Live album by Dane Cook
- Released: May 19, 2009; November 17, 2009 (DVD);
- Genre: Comedy
- Length: 64:38; 55:57 (DVD);
- Label: Comedy Central
- Producer: Jack Vaughn Jr.

Dane Cook chronology
| Rough Around the Edges: Live from Madison Square Garden (2007) | ISolated INcident (2009) | I Did My Best – Greatest Hits (2010) |

= Isolated Incident =

2009 live album by Dane Cook

Dane Cook: ISolated INcident is a stand-up comedy special. ISolated INcident premiered on Comedy Central on May 17, 2009, with the CD/DVD release following on May 19. In the special, Cook performs for a crowd of 400 people at the Laugh Factory. The entire special was shot in one take with no edits.

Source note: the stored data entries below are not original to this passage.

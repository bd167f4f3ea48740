use super::{json_pretty, spin_fail, spin_ok, spinner, Failure, EXIT_SUCCESS};
use pbpack_core::{
    write_header, write_makedeps, write_pack, CoreError, ResolvedResource, ResourceCollection,
};
use pbpack_image::PngCodec;
use serde::Serialize;
use std::ffi::OsString;
use std::path::{Path, PathBuf};
use std::sync::Arc;
use tracing::debug;

/// Which files a build writes.
#[derive(Debug, Clone, Copy, PartialEq, Eq)]
pub struct Outputs {
    pub pack: bool,
    pub header: bool,
    pub make_dep: bool,
}

impl Outputs {
    /// Selecting nothing means selecting everything.
    pub fn select(pack: bool, header: bool, make_dep: bool) -> Self {
        if pack || header || make_dep {
            Self {
                pack,
                header,
                make_dep,
            }
        } else {
            Self {
                pack: true,
                header: true,
                make_dep: true,
            }
        }
    }
}

#[derive(Debug, Serialize)]
struct WrittenFile {
    path: PathBuf,
    #[serde(skip_serializing_if = "Option::is_none")]
    bytes: Option<u64>,
}

#[derive(Debug, Serialize)]
struct ResourceSummary {
    index: u32,
    name: String,
    size: usize,
    crc32: u32,
    source: String,
}

impl From<&ResolvedResource> for ResourceSummary {
    fn from(r: &ResolvedResource) -> Self {
        Self {
            index: r.index,
            name: r.name.to_string(),
            size: r.size,
            crc32: r.crc32,
            source: r.provenance.clone(),
        }
    }
}

#[derive(Debug, Serialize)]
struct BuildReport {
    resources: Vec<ResourceSummary>,
    written: Vec<WrittenFile>,
}

pub fn run(
    manifest: &Path,
    basename: &Path,
    root: &Path,
    outputs: Outputs,
    json: bool,
) -> Result<u8, Failure> {
    let pb = if json {
        None
    } else {
        Some(spinner("building resource pack..."))
    };

    let report = match build(manifest, basename, root, outputs) {
        Ok(r) => {
            if let Some(ref pb) = pb {
                spin_ok(pb, &format!("{} resources", r.resources.len()));
            }
            r
        }
        Err(e) => {
            if let Some(ref pb) = pb {
                spin_fail(pb, "build failed");
            }
            return Err(e.into());
        }
    };

    if json {
        println!("{}", json_pretty(&report)?);
    } else {
        for file in &report.written {
            match file.bytes {
                Some(n) => println!("wrote {} ({n} bytes)", file.path.display()),
                None => println!("wrote {}", file.path.display()),
            }
        }
    }
    Ok(EXIT_SUCCESS)
}

fn build(
    manifest: &Path,
    basename: &Path,
    root: &Path,
    outputs: Outputs,
) -> Result<BuildReport, CoreError> {
    let collection = ResourceCollection::load(manifest, root, Arc::new(PngCodec))?;
    let pack_path = with_suffix(basename, ".pbpack");
    let header_path = with_suffix(basename, ".h");
    let dep_path = with_suffix(basename, ".d");
    debug!(
        "outputs: pack={} header={} make_dep={} (base {})",
        outputs.pack,
        outputs.header,
        outputs.make_dep,
        basename.display()
    );

    let resolved = if outputs.pack || outputs.header {
        collection.resolve()?
    } else {
        Vec::new()
    };

    let mut written = Vec::new();
    if outputs.pack {
        let bytes = write_pack(&pack_path, &resolved)?;
        written.push(WrittenFile {
            path: pack_path.clone(),
            bytes: Some(bytes),
        });
    }
    if outputs.header {
        write_header(&header_path, &resolved)?;
        written.push(WrittenFile {
            path: header_path.clone(),
            bytes: None,
        });
    }
    if outputs.make_dep {
        let tool = std::env::current_exe().ok();
        write_makedeps(
            &dep_path,
            &pack_path,
            &header_path,
            manifest,
            tool.as_deref(),
            &collection.dependencies(),
        )?;
        written.push(WrittenFile {
            path: dep_path,
            bytes: None,
        });
    }

    Ok(BuildReport {
        resources: resolved.iter().map(ResourceSummary::from).collect(),
        written,
    })
}

/// `out/res` + `.h` is `out/res.h`, even when the base name has a dot in it.
fn with_suffix(basename: &Path, suffix: &str) -> PathBuf {
    let mut name = OsString::from(basename.as_os_str());
    name.push(suffix);
    PathBuf::from(name)
}
//! Manifest parsing and validation for pbpack.
//!
//! This crate defines the schema layer: the on-disk manifest document
//! (`PackManifest`), accepted as JSON or TOML, and its validated form
//! (`ValidatedManifest`), an ordered list of `ResourceDescriptor` values
//! together with the named pack references and the target palette. It
//! performs no I/O beyond reading the manifest file itself.

pub mod manifest;
pub mod types;
pub mod validate;

pub use manifest::{
    parse_manifest_file, parse_manifest_json, parse_manifest_toml, InputSection, ManifestError,
    PackManifest, ResourceSection,
};
pub use types::{ReferenceName, ResourceName};
pub use validate::{DeclaredResource, ImageSettings, ResourceDescriptor, ValidatedManifest};
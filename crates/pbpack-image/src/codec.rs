//! File-format boundary of the quantizer.

use crate::palette::BitDepth;
use crate::quantize::{quantize, ConvertOptions, Palette, QuantizedImage, RgbaRaster};
use crate::ImageError;
use tracing::debug;

/// Decoder/encoder pair used by [`convert`].
///
/// `decode` must yield 8-bit RGBA; `encode` must accept 1, 2, 4 and 8-bit
/// palettized or greyscale images with an optional transparent level.
pub trait ImageCodec: Send + Sync {
    fn decode(&self, data: &[u8]) -> Result<RgbaRaster, ImageError>;
    fn encode(&self, image: &QuantizedImage) -> Result<Vec<u8>, ImageError>;
}

/// PNG in, PNG out. Output is what the watch firmware loads as a
/// `GBitmap`.
#[derive(Debug, Clone, Copy, Default)]
pub struct PngCodec;

impl ImageCodec for PngCodec {
    fn decode(&self, data: &[u8]) -> Result<RgbaRaster, ImageError> {
        let rgba =
            image::load_from_memory_with_format(data, image::ImageFormat::Png)?.into_rgba8();
        let (width, height) = rgba.dimensions();
        RgbaRaster::from_rgba8(width, height, rgba.as_raw())
    }

    fn encode(&self, image: &QuantizedImage) -> Result<Vec<u8>, ImageError> {
        let mut out = Vec::new();
        {
            let mut encoder = png::Encoder::new(&mut out, image.width, image.height);
            encoder.set_depth(png_depth(image.bit_depth));
            encoder.set_compression(png::Compression::High);

            match &image.palette {
                Some(palette) if !image.greyscale => {
                    encoder.set_color(png::ColorType::Indexed);
                    match palette {
                        Palette::Rgb(entries) => {
                            encoder.set_palette(entries.concat());
                        }
                        Palette::Rgba(entries) => {
                            let rgb: Vec<u8> =
                                entries.iter().flat_map(|e| [e[0], e[1], e[2]]).collect();
                            let alpha: Vec<u8> = entries.iter().map(|e| e[3]).collect();
                            encoder.set_palette(rgb);
                            encoder.set_trns(alpha);
                        }
                    }
                }
                _ => {
                    encoder.set_color(png::ColorType::Grayscale);
                    if let Some(level) = image.transparent {
                        // 16-bit big-endian sample, as tRNS requires for greyscale.
                        encoder.set_trns(vec![0, level]);
                    }
                }
            }

            let mut writer = encoder.write_header()?;
            writer.write_image_data(&pack_rows(image))?;
            writer.finish()?;
        }
        Ok(out)
    }
}

fn png_depth(depth: BitDepth) -> png::BitDepth {
    match depth {
        BitDepth::One => png::BitDepth::One,
        BitDepth::Two => png::BitDepth::Two,
        BitDepth::Four => png::BitDepth::Four,
        BitDepth::Eight => png::BitDepth::Eight,
    }
}

/// Pack one sample per pixel into PNG scanlines, most significant bits
/// first, each row padded to a whole byte.
fn pack_rows(image: &QuantizedImage) -> Vec<u8> {
    let bits = usize::from(image.bit_depth.bits());
    let width = image.width as usize;
    if bits == 8 || width == 0 {
        return image.pixels.clone();
    }

    let per_byte = 8 / bits;
    let mask = (1u8 << bits) - 1;
    let row_bytes = width.div_ceil(per_byte);
    let mut out = vec![0u8; row_bytes * image.height as usize];
    for (y, row) in image.pixels.chunks(width).enumerate() {
        let line = &mut out[y * row_bytes..(y + 1) * row_bytes];
        for (x, px) in row.iter().enumerate() {
            let shift = 8 - bits * (x % per_byte + 1);
            line[x / per_byte] |= (px & mask) << shift;
        }
    }
    out
}

/// Decode `data`, quantize it with `options` and re-encode it.
pub fn convert(
    codec: &dyn ImageCodec,
    data: &[u8],
    options: &ConvertOptions,
) -> Result<Vec<u8>, ImageError> {
    let raster = codec.decode(data)?;
    let quantized = quantize(&raster, options)?;
    let encoded = codec.encode(&quantized)?;
    debug!(
        "converted {} byte image to {} bytes ({} palette, {} bits)",
        data.len(),
        encoded.len(),
        options.palette,
        quantized.bit_depth
    );
    Ok(encoded)
}
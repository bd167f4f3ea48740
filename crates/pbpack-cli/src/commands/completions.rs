use super::{Failure, EXIT_SUCCESS};
use clap::CommandFactory;
use clap_complete::Shell;

#[allow(clippy::unnecessary_wraps)]
pub fn run<C: CommandFactory>(shell: Shell) -> Result<u8, Failure> {
    clap_complete::generate(shell, &mut C::command(), "pbpack", &mut std::io::stdout());
    Ok(EXIT_SUCCESS)
}
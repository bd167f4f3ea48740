//! Newtype wrappers for manifest identifiers.
//!
//! Both newtypes serialize/deserialize as plain strings.

use serde::{Deserialize, Serialize};
use std::fmt;
use std::ops::Deref;

macro_rules! string_newtype {
    ($(#[$meta:meta])* $name:ident) => {
        $(#[$meta])*
        #[derive(Debug, Clone, PartialEq, Eq, PartialOrd, Ord, Hash, Serialize, Deserialize)]
        #[serde(transparent)]
        pub struct $name(String);

        impl $name {
            pub fn new(s: impl Into<String>) -> Self {
                Self(s.into())
            }

            pub fn as_str(&self) -> &str {
                &self.0
            }

            pub fn into_inner(self) -> String {
                self.0
            }
        }

        impl Deref for $name {
            type Target = str;
            fn deref(&self) -> &str {
                &self.0
            }
        }

        impl fmt::Display for $name {
            fn fmt(&self, f: &mut fmt::Formatter<'_>) -> fmt::Result {
                f.write_str(&self.0)
            }
        }

        impl AsRef<str> for $name {
            fn as_ref(&self) -> &str {
                &self.0
            }
        }

        impl PartialEq<str> for $name {
            fn eq(&self, other: &str) -> bool {
                self.0 == other
            }
        }

        impl PartialEq<&str> for $name {
            fn eq(&self, other: &&str) -> bool {
                self.0 == *other
            }
        }

        impl From<String> for $name {
            fn from(s: String) -> Self {
                Self(s)
            }
        }

        impl From<&str> for $name {
            fn from(s: &str) -> Self {
                Self(s.to_owned())
            }
        }
    };
}

string_newtype!(
    /// Symbol name of a resource, emitted verbatim as an enum constant in the header.
    ResourceName
);

string_newtype!(
    /// Friendly name of an existing pack declared under `references`.
    ReferenceName
);
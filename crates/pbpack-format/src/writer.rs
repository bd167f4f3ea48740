use crate::crc::crc32;
use crate::layout::{PackHeader, TableEntry, DATA_OFFSET, ENTRY_SIZE, TABLE_CAPACITY};
use crate::FormatError;
use std::fs;
use std::path::Path;
use tracing::debug;

/// A fully laid-out pack, ready to be written.
#[derive(Debug, Clone)]
pub struct PackImage {
    pub entries: Vec<TableEntry>,
    pub crc: u32,
    bytes: Vec<u8>,
}

impl PackImage {
    pub fn as_bytes(&self) -> &[u8] {
        &self.bytes
    }

    pub fn into_bytes(self) -> Vec<u8> {
        self.bytes
    }

    /// Size of the whole file, never less than [`DATA_OFFSET`].
    pub fn byte_len(&self) -> usize {
        self.bytes.len()
    }

    pub fn resource_count(&self) -> usize {
        self.entries.len()
    }
}

/// Running index/offset state threaded through [`assemble`].
#[derive(Debug)]
struct Accumulator {
    next_index: i32,
    next_offset: i32,
    entries: Vec<TableEntry>,
}

impl Accumulator {
    fn with_capacity(n: usize) -> Self {
        Self {
            next_index: 1,
            next_offset: 0,
            entries: Vec::with_capacity(n),
        }
    }

    fn push(mut self, data: &[u8]) -> Result<Self, FormatError> {
        let size = i32::try_from(data.len()).map_err(|_| FormatError::TooLarge(data.len()))?;
        let next_offset = self
            .next_offset
            .checked_add(size)
            .ok_or(FormatError::TooLarge(self.next_offset as usize + data.len()))?;
        self.entries.push(TableEntry {
            index: self.next_index,
            offset: self.next_offset,
            size,
            crc: crc32(data),
        });
        self.next_index += 1;
        self.next_offset = next_offset;
        Ok(self)
    }
}

/// Lay out `resources` into the pack container format.
///
/// Resource `n` of the slice becomes index `n + 1`; entries and data appear
/// in slice order. The header CRC is one [`crc32`] call over the whole data
/// region.
pub fn assemble<B: AsRef<[u8]>>(resources: &[B]) -> Result<PackImage, FormatError> {
    if resources.len() > TABLE_CAPACITY {
        return Err(FormatError::TableFull {
            count: resources.len(),
            capacity: TABLE_CAPACITY,
        });
    }

    let acc = resources
        .iter()
        .try_fold(Accumulator::with_capacity(resources.len()), |acc, data| {
            acc.push(data.as_ref())
        })?;

    let data_len = acc.next_offset as usize;
    let mut bytes = vec![0u8; DATA_OFFSET + data_len];
    for (slot, entry) in acc.entries.iter().enumerate() {
        let at = TableEntry::position(slot);
        bytes[at..at + ENTRY_SIZE].copy_from_slice(&entry.to_bytes());
    }
    for (entry, data) in acc.entries.iter().zip(resources) {
        let at = DATA_OFFSET + entry.offset as usize;
        bytes[at..at + data.as_ref().len()].copy_from_slice(data.as_ref());
    }

    let crc = crc32(&bytes[DATA_OFFSET..]);
    PackHeader {
        count: acc.entries.len() as u32,
        crc,
    }
    .write_into(&mut bytes);

    Ok(PackImage {
        entries: acc.entries,
        crc,
        bytes,
    })
}

/// Assemble `resources` and write the pack to `path`, returning the number
/// of bytes written.
///
/// The file is written in place; a failure part-way may leave a partial
/// file behind.
pub fn write_pack<B: AsRef<[u8]>>(path: &Path, resources: &[B]) -> Result<u64, FormatError> {
    let image = assemble(resources)?;
    debug!(
        "writing {} resources ({} bytes, crc {:#010x}) to {}",
        image.resource_count(),
        image.byte_len(),
        image.crc,
        path.display()
    );
    fs::write(path, image.as_bytes()).map_err(|source| FormatError::Io {
        path: path.to_path_buf(),
        source,
    })?;
    Ok(image.byte_len() as u64)
}

#[cfg(test)]
mod tests {
    use super::*;
    use crate::layout::TABLE_OFFSET;

    #[test]
    fn assigns_sequential_indices_and_offsets() {
        let inputs: [&[u8]; 3] = [b"AA", b"BBBB", b"C"];
        let image = assemble(&inputs).unwrap();
        let layout: Vec<(i32, i32, i32)> = image
            .entries
            .iter()
            .map(|e| (e.index, e.offset, e.size))
            .collect();
        assert_eq!(layout, [(1, 0, 2), (2, 2, 4), (3, 6, 1)]);
        assert_eq!(image.entries[1].crc, crc32(b"BBBB"));
    }

    #[test]
    fn header_crc_covers_data_region_only() {
        let inputs: [&[u8]; 3] = [b"AA", b"BBBB", b"C"];
        let image = assemble(&inputs).unwrap();
        let bytes = image.as_bytes();
        assert_eq!(&bytes[0..4], &3u32.to_le_bytes());
        assert_eq!(&bytes[4..8], &crc32(b"AABBBBC").to_le_bytes());
        assert_eq!(image.crc, 0x4300_297E);
        assert_eq!(&bytes[DATA_OFFSET..], b"AABBBBC");
    }

    #[test]
    fn unused_table_space_is_zeroed() {
        let image = assemble(&[b"x".as_slice()]).unwrap();
        let bytes = image.as_bytes();
        assert!(bytes[8..TABLE_OFFSET].iter().all(|b| *b == 0));
        assert!(bytes[TableEntry::position(1)..DATA_OFFSET]
            .iter()
            .all(|b| *b == 0));
        assert_eq!(image.byte_len(), DATA_OFFSET + 1);
        assert_eq!(image.resource_count(), 1);
    }

    #[test]
    fn empty_pack_keeps_full_layout() {
        let image = assemble::<&[u8]>(&[]).unwrap();
        assert_eq!(image.resource_count(), 0);
        assert_eq!(image.byte_len(), DATA_OFFSET);
        assert_eq!(image.crc, crc32(b""));
    }

    #[test]
    fn assembly_is_deterministic() {
        let inputs = [b"one".to_vec(), b"two".to_vec(), Vec::new()];
        let a = assemble(&inputs).unwrap();
        let b = assemble(&inputs).unwrap();
        assert_eq!(a.as_bytes(), b.as_bytes());
        assert_eq!(a.entries[2].size, 0);
        assert_eq!(a.entries[2].offset, 6);
    }

    #[test]
    fn rejects_more_than_table_capacity() {
        let inputs = vec![Vec::<u8>::new(); TABLE_CAPACITY + 1];
        assert!(matches!(
            assemble(&inputs),
            Err(FormatError::TableFull { count, .. }) if count == TABLE_CAPACITY + 1
        ));
        let full = vec![vec![0u8]; TABLE_CAPACITY];
        let image = assemble(&full).unwrap();
        assert_eq!(
            image.entries.last().map(|e| e.index),
            Some(TABLE_CAPACITY as i32)
        );
        assert_eq!(TableEntry::position(TABLE_CAPACITY - 1) + ENTRY_SIZE, DATA_OFFSET);
    }

    #[test]
    fn write_pack_reports_total_length() {
        let dir = tempfile::tempdir().unwrap();
        let path = dir.path().join("out.pbpack");
        let written = write_pack(&path, &[b"hello".as_slice()]).unwrap();
        assert_eq!(written, (DATA_OFFSET + 5) as u64);
        assert_eq!(fs::metadata(&path).unwrap().len(), written);
    }

    #[test]
    fn write_pack_to_missing_directory_fails_with_path() {
        let err = write_pack(Path::new("/nonexistent/dir/out.pbpack"), &[b"x".as_slice()])
            .unwrap_err();
        assert!(err.to_string().contains("/nonexistent/dir/out.pbpack"));
    }
}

He then started performing the new material live for the Isolated Incident – Globo Thermo Tour 2009, which began on April 25, 2009. Dane Cook released the DVD special that was aired on Comedy Central on November 17, 2009.

Professional ratings
Review scores
| Source | Rating |
| Allmusic |  |

==Track listing==
1. Intro – 0:25
2. Obama – 3:45
3. Self Assassination – 1:52
4. Vernacular – 2:45
5. Pissed Off – 1:49
6. Twat Swatters – 2:21
7. Banter #1 – 0:35
8. Mom & Pops – 3:10
9. Haters – 4:30
10. Adoption – 1:24
11. Syncing Feelings – 1:01
12. W.W.Y.D.I.?? – 4:21 (What Would You Do, If??)
13. Interracial Tail – 2:01
14. Remote Location – 4:48
15. Push and Pray – 0:58
16. Big Shot – 2:40
17. Rigamarole – 2:26
18. Role Play – 4:56
19. Hidden Gems – 1:08
20. Peanut Butter Smack – 7:04
21. War Gamer – 1:47
22. Banter #2 – 0:33
23. The 'C' Word – 2:19
24. Novel Ideas – 1:23
25. Spiritual Comeback – 1:23
26. Alternate Ending to Track 13 – 0:26
27. Banter #3 – 2:53

- *Tracks 21–27 not on TV Special

== Certifications ==

| Region | Certification | Certified units/sales |
| United States (RIAA) Video | 2× Platinum | 200,000^{^} |
^{^} Shipments figures based on certification alone.